O missionário e a cabeça de antílope

Cácio Silva
série Culturas

Como você vê o “outro”?

Um missionário que trabalhava na África verificou algo curioso. Próximo à aldeia onde morava, havia um local em forma de círculo, com uma estaca no meio e uma cabeça de antílope na ponta da mesma. Antes de saírem para uma caçada, os caçadores sempre iam até aquele local e procediam um curioso ritual. Empunhavam seus arcos firmemente com a mão esquerda, entesando a flecha com a mão direita. Com passos firmes, porém, silenciosos, corriam no sentido anti-horário, atirando flechas naquela cabeça de antílope. Assim que cada um atingia o alvo, a sessão era encerrada sem explicações. Observando tal procedimento, o missionário logo concluiu se tratar de um ritual religioso, invocando alguma divindade para ajudar-lhes na caçada. Um dia o missionário perguntou a um caçador se acreditava mesmo que aquele ritual o ajudava a ter sucesso na caçada. O caçador lhe respondeu prontamente que sim e esclareceu não se tratar de nenhuma invocação de espíritos, mas sim, de simples treino de pontaria!

Para o linguista Kenneth Pike, existem duas formas básicas de se perceber o “outro”: visão ética e êmica. Nesse contexto, visão ética não tem nenhuma relação com a questão moral. Refere-se à perspectiva externa, do observador, numa postura transcultural, comparativa e descritiva. É o ponto de vista de quem está olhando de fora para dentro. Visão êmica é a perspectiva interna, do observado, numa postura cultural, particular e analítica. É o ponto de vista de quem está vivenciando o fato ou olhando de dentro para dentro. Ética é a visão do “eu” em direção ao “outro”. Êmica é a visão do “eu” em direção ao “nosso”.

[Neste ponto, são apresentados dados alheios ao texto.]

//! Per-detector bookkeeping carried across integration steps.
//!
//! A [`TrackingState`] belongs to exactly one detector and one run. It is
//! reset by `init` and never copied into a clone, so two runs can never
//! observe each other's samples.

/// Mutable, run-scoped scan state of a detector.
#[derive(Debug, Clone, PartialEq)]
pub struct TrackingState {
    t_last: Option<f64>,
    g_last: f64,
    positive: bool,
    last_event: Option<f64>,
    forward: bool,
    armed: bool,
    g_calls: u64,
    pending_removal: bool,
}

impl Default for TrackingState {
    fn default() -> Self {
        Self {
            t_last: None,
            g_last: 0.0,
            positive: true,
            last_event: None,
            forward: true,
            armed: false,
            g_calls: 0,
            pending_removal: false,
        }
    }
}

impl TrackingState {
    /// Time and value of the last retained sample, once primed.
    pub fn last_sample(&self) -> Option<(f64, f64)> {
        self.t_last.map(|t| (t, self.g_last))
    }

    /// Whether the detector has been primed for the current run.
    pub fn is_primed(&self) -> bool {
        self.t_last.is_some()
    }

    /// Sign the indicator is currently considered to have.
    pub fn is_positive(&self) -> bool {
        self.positive
    }

    /// Time of the last handled (or vetoed) crossing.
    pub fn last_event(&self) -> Option<f64> {
        self.last_event
    }

    /// Propagation direction of the current run.
    pub fn is_forward(&self) -> bool {
        self.forward
    }

    /// Whether sign changes are currently acted upon.
    pub fn is_armed(&self) -> bool {
        self.armed
    }

    /// Indicator evaluations performed during the current run.
    pub fn g_calls(&self) -> u64 {
        self.g_calls
    }

    /// Whether the last handled crossing asked for deregistration.
    pub fn pending_removal(&self) -> bool {
        self.pending_removal
    }

    pub(crate) fn reset(&mut self, forward: bool) {
        *self = Self {
            forward,
            ..Self::default()
        };
    }

    pub(crate) fn direction(&self) -> f64 {
        if self.forward {
            1.0
        } else {
            -1.0
        }
    }

    pub(crate) fn count_call(&mut self) {
        self.g_calls += 1;
    }

    /// Effective sign of a sample; an exact zero keeps the current sign.
    pub(crate) fn sign_of(&self, g: f64) -> bool {
        if g == 0.0 {
            self.positive
        } else {
            g > 0.0
        }
    }

    pub(crate) fn prime(&mut self, t: f64, g: f64, positive: bool) {
        self.t_last = Some(t);
        self.g_last = g;
        self.positive = positive;
        self.armed = true;
    }

    pub(crate) fn record_sample(&mut self, t: f64, g: f64) {
        self.positive = self.sign_of(g);
        self.t_last = Some(t);
        self.g_last = g;
    }

    /// Move past a sample without letting it change the sign.
    pub(crate) fn absorb_sample(&mut self, t: f64, g: f64) {
        self.t_last = Some(t);
        self.g_last = g;
    }

    /// A crossing has been handled at `te`; scanning resumes at `t_after`
    /// where the indicator has the post-crossing sign.
    pub(crate) fn record_event(&mut self, te: f64, t_after: f64, g_after: f64, after_positive: bool) {
        self.last_event = Some(te);
        self.t_last = Some(t_after);
        self.g_last = g_after;
        self.positive = after_positive;
        self.armed = false;
    }

    pub(crate) fn set_pending_removal(&mut self, pending: bool) {
        self.pending_removal = pending;
    }

    /// Re-arm once the scan is more than `threshold` past the last event.
    /// Returns whether a sample at `t` may trigger a crossing.
    pub(crate) fn arm_for(&mut self, t: f64, threshold: f64) -> bool {
        if self.armed {
            return true;
        }
        match self.last_event {
            Some(te) if (t - te) * self.direction() <= threshold => false,
            _ => {
                self.armed = true;
                true
            }
        }
    }

    /// Physical slope of a crossing that ends on the `new_positive` side.
    pub(crate) fn crossing_is_increasing(&self, new_positive: bool) -> bool {
        new_positive == self.forward
    }

    /// Left end of a bracket in scan order. A zero or absorbed sample is
    /// replaced by the smallest value carrying the current sign so the
    /// refiner cannot settle on it.
    pub(crate) fn bracket_start(&self) -> Option<(f64, f64)> {
        let t = self.t_last?;
        let g = self.g_last;
        if g == 0.0 || (g > 0.0) != self.positive {
            let tiny = if self.positive {
                f64::MIN_POSITIVE
            } else {
                -f64::MIN_POSITIVE
            };
            Some((t, tiny))
        } else {
            Some((t, g))
        }
    }
}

A análise e conclusão daquele missionário foi puramente ética, baseada nos seus pressupostos, enquanto a resposta do caçador foi êmica. No processo de comunicação do evangelho, antes de chegar a uma conclusão ética sobre qualquer fenômeno, seja cultural, lingüístico ou religioso, é necessário alcançar uma relevante compreensão êmica do mesmo. Quando isso não acontece, a comunicação fica truncada e irrelevante, pois apesar de fazer muito sentido para quem comunica, não faz qualquer sentido para quem ouve.

A perspectiva ética é inevitável e necessária. Sempre que observamos qualquer comportamento nós emitimos juízo sobre o mesmo. Avaliamos o que para nós é certo ou errado e fazemos um julgamento de valores. Como missionários, fazemos um julgamento baseado em nossos princípios cristãos, teológicos, missiológicos e hermenêuticos. Obviamente, precisamos mesmo fazer isso, pois afinal nosso objetivo é levar um evangelho que propõe mudanças. Mas é de extrema importância observar uma cultura primeiramente na perspectiva êmica, procurando compreender como o próprio povo entende cada manifestação cultural e religiosa. Somente assim conseguiremos falar ao coração, de forma que faça sentido.

Mas esse princípio não se aplica apenas ao campo missionário. Não conseguimos falar ao coração do vizinho, às vezes, porque o nosso evangeliquês impede a compreensão do mundo dele. Grande parte dos maus-entendidos do dia-a-dia acontece por falta de percepção êmica, por não procurarmos compreender a perspectiva do “outro”. Jesus percebia as pessoas de forma êmica e por isso tinha a empatia das mesmas e falava-lhes ao coração.